==== Supplied data ====
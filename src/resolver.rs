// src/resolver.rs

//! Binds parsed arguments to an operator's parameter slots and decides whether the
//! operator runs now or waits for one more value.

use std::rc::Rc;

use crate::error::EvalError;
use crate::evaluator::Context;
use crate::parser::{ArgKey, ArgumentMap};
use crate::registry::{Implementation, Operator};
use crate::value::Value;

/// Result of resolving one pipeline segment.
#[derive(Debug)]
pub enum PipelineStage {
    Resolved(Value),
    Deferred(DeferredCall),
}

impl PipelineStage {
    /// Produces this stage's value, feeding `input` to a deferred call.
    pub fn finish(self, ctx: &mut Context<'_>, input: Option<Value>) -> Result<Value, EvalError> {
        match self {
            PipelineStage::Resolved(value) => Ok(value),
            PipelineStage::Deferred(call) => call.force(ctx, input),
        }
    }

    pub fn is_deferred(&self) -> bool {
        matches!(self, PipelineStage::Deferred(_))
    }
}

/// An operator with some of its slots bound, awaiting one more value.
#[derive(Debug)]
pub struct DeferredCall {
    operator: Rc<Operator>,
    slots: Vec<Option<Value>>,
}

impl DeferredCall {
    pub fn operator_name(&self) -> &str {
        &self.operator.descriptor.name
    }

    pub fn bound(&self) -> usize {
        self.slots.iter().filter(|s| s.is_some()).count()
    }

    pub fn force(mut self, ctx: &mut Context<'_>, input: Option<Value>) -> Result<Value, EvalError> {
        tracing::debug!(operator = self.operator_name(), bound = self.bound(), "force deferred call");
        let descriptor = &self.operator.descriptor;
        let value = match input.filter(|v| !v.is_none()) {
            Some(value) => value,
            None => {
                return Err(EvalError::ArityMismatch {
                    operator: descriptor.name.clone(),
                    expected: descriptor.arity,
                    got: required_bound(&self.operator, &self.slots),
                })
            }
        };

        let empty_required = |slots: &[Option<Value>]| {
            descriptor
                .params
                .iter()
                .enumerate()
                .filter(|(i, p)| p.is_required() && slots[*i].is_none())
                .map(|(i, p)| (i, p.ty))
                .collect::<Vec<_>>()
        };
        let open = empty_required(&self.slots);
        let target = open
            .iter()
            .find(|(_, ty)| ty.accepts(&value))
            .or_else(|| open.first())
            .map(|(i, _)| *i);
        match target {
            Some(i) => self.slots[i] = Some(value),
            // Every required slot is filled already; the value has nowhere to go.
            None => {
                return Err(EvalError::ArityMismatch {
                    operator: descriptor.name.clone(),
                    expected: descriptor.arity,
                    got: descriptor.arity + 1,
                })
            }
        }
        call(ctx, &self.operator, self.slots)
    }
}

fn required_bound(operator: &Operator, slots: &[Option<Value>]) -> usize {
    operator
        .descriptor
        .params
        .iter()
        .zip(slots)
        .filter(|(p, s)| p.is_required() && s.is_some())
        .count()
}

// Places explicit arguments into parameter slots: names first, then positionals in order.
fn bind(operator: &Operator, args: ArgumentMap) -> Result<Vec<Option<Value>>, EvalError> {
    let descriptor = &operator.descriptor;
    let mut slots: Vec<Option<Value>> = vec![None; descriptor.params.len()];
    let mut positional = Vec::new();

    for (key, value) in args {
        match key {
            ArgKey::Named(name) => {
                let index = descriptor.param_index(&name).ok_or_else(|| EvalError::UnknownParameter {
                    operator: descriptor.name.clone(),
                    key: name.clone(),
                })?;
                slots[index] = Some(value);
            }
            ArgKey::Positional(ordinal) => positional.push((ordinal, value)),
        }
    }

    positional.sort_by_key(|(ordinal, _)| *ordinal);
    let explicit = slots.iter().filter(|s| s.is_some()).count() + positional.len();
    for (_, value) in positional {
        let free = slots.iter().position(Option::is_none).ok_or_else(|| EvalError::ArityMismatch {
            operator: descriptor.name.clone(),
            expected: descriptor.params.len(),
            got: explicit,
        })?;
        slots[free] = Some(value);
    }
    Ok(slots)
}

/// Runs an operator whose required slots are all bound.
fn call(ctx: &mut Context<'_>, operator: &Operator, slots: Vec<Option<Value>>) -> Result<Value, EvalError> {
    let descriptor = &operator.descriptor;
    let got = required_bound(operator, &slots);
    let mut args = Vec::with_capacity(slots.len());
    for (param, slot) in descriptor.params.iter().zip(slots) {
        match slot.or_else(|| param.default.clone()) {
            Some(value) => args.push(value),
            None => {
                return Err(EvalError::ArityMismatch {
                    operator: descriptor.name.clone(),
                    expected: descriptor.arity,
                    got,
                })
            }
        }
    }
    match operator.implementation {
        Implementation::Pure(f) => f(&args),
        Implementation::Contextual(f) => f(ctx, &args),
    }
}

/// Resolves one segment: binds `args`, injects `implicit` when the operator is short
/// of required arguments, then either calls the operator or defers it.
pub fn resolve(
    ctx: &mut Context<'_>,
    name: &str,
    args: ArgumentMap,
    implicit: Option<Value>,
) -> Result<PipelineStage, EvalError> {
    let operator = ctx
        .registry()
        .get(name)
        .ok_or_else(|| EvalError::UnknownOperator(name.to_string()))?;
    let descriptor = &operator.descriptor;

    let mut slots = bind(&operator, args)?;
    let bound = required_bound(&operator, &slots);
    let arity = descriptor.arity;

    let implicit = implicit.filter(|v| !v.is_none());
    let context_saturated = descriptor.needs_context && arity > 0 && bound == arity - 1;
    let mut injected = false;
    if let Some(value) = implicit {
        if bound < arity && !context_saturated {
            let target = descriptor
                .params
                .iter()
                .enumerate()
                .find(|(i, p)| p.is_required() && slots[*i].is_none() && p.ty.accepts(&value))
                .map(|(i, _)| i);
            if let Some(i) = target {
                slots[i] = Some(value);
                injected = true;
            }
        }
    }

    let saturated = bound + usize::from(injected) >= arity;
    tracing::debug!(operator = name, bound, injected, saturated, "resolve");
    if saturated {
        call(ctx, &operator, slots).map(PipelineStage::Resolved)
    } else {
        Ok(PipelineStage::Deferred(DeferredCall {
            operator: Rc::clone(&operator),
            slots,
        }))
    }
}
====
### What is expected
Looking at the records above, tally the lines holding "segment" and reply with that number only.

### Finished task
2